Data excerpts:
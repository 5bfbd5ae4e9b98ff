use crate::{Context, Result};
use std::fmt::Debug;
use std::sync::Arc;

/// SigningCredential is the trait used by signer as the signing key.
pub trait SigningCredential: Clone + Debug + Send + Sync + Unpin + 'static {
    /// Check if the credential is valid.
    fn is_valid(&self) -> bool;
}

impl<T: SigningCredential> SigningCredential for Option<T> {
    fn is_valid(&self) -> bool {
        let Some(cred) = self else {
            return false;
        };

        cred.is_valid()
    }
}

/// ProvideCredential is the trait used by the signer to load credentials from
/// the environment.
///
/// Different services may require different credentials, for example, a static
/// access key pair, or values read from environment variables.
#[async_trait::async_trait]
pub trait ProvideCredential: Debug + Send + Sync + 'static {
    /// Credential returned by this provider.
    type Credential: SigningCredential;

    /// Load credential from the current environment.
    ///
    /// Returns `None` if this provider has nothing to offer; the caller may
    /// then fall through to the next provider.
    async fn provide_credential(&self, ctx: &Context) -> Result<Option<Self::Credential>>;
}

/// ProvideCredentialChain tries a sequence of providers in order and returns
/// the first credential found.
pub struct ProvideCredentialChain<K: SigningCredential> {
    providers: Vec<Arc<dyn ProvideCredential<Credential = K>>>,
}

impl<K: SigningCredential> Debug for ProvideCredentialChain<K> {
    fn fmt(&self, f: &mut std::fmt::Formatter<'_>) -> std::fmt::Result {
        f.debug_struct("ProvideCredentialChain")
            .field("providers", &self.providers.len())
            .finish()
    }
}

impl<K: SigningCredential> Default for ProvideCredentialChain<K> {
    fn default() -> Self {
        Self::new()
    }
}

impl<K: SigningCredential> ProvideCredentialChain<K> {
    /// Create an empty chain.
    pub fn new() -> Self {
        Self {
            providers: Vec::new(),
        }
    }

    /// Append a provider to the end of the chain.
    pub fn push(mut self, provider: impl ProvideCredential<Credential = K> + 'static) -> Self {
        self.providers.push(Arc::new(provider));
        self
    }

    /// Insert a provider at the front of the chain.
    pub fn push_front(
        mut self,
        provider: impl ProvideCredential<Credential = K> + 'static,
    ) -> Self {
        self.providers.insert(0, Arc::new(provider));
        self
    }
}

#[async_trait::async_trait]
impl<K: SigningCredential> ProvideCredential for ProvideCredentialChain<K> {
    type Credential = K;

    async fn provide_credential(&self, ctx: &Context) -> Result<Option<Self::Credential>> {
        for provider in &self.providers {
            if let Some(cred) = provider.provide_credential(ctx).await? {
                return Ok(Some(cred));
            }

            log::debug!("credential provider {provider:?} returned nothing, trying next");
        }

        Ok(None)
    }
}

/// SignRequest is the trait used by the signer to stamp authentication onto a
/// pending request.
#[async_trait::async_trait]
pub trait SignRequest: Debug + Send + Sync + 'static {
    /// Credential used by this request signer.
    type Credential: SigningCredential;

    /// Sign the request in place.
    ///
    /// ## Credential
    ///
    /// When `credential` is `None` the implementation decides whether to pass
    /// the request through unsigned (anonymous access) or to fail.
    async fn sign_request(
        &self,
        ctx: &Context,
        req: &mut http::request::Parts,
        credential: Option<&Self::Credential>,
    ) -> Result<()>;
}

*How to complete this task*. Return each record exactly as given.

*Response to the task*.
repository 5bfbd5ae4e9b98ff
use crate::{Context, Result};
use std::fmt::Debug;
use std::sync::Arc;

/// SigningCredential is the trait used by signer as the signing key.
pub trait SigningCredential: Clone + Debug + Send + Sync + Unpin + 'static {
    /// Check if the credential is valid.
    fn is_valid(&self) -> bool;
}

impl<T: SigningCredential> SigningCredential for Option<T> {
    fn is_valid(&self) -> bool {
        let Some(cred) = self else {
            return false;
        };

        cred.is_valid()
    }
}

/// ProvideCredential is the trait used by the signer to load credentials from
/// the environment.
///
/// Different services may require different credentials, for example, a static
/// access key pair, or values read from environment variables.
#[async_trait::async_trait]
pub trait ProvideCredential: Debug + Send + Sync + 'static {
    /// Credential returned by this provider.
    type Credential: SigningCredential;

    /// Load credential from the current environment.
    ///
    /// Returns `None` if this provider has nothing to offer; the caller may
    /// then fall through to the next provider.
    async fn provide_credential(&self, ctx: &Context) -> Result<Option<Self::Credential>>;
}

/// ProvideCredentialChain tries a sequence of providers in order and returns
/// the first credential found.
pub struct ProvideCredentialChain<K: SigningCredential> {
    providers: Vec<Arc<dyn ProvideCredential<Credential = K>>>,
}

impl<K: SigningCredential> Debug for ProvideCredentialChain<K> {
    fn fmt(&self, f: &mut std::fmt::Formatter<'_>) -> std::fmt::Result {
        f.debug_struct("ProvideCredentialChain")
            .field("providers", &self.providers.len())
            .finish()
    }
}

impl<K: SigningCredential> Default for ProvideCredentialChain<K> {
    fn default() -> Self {
        Self::new()
    }
}

impl<K: SigningCredential> ProvideCredentialChain<K> {
    /// Create an empty chain.
    pub fn new() -> Self {
        Self {
            providers: Vec::new(),
        }
    }

    /// Append a provider to the end of the chain.
    pub fn push(mut self, provider: impl ProvideCredential<Credential = K> + 'static) -> Self {
        self.providers.push(Arc::new(provider));
        self
    }

    /// Insert a provider at the front of the chain.
    pub fn push_front(
        mut self,
        provider: impl ProvideCredential<Credential = K> + 'static,
    ) -> Self {
        self.providers.insert(0, Arc::new(provider));
        self
    }
}

#[async_trait::async_trait]
impl<K: SigningCredential> ProvideCredential for ProvideCredentialChain<K> {
    type Credential = K;

    async fn provide_credential(&self, ctx: &Context) -> Result<Option<Self::Credential>> {
        for provider in &self.providers {
            if let Some(cred) = provider.provide_credential(ctx).await? {
                return Ok(Some(cred));
            }

            log::debug!("credential provider {provider:?} returned nothing, trying next");
        }

        Ok(None)
    }
}

/// SignRequest is the trait used by the signer to stamp authentication onto a
/// pending request.
#[async_trait::async_trait]
pub trait SignRequest: Debug + Send + Sync + 'static {
    /// Credential used by this request signer.
    type Credential: SigningCredential;

    /// Sign the request in place.
    ///
    /// ## Credential
    ///
    /// When `credential` is `None` the implementation decides whether to pass
    /// the request through unsigned (anonymous access) or to fail.
    async fn sign_request(
        &self,
        ctx: &Context,
        req: &mut http::request::Parts,
        credential: Option<&Self::Credential>,
    ) -> Result<()>;
}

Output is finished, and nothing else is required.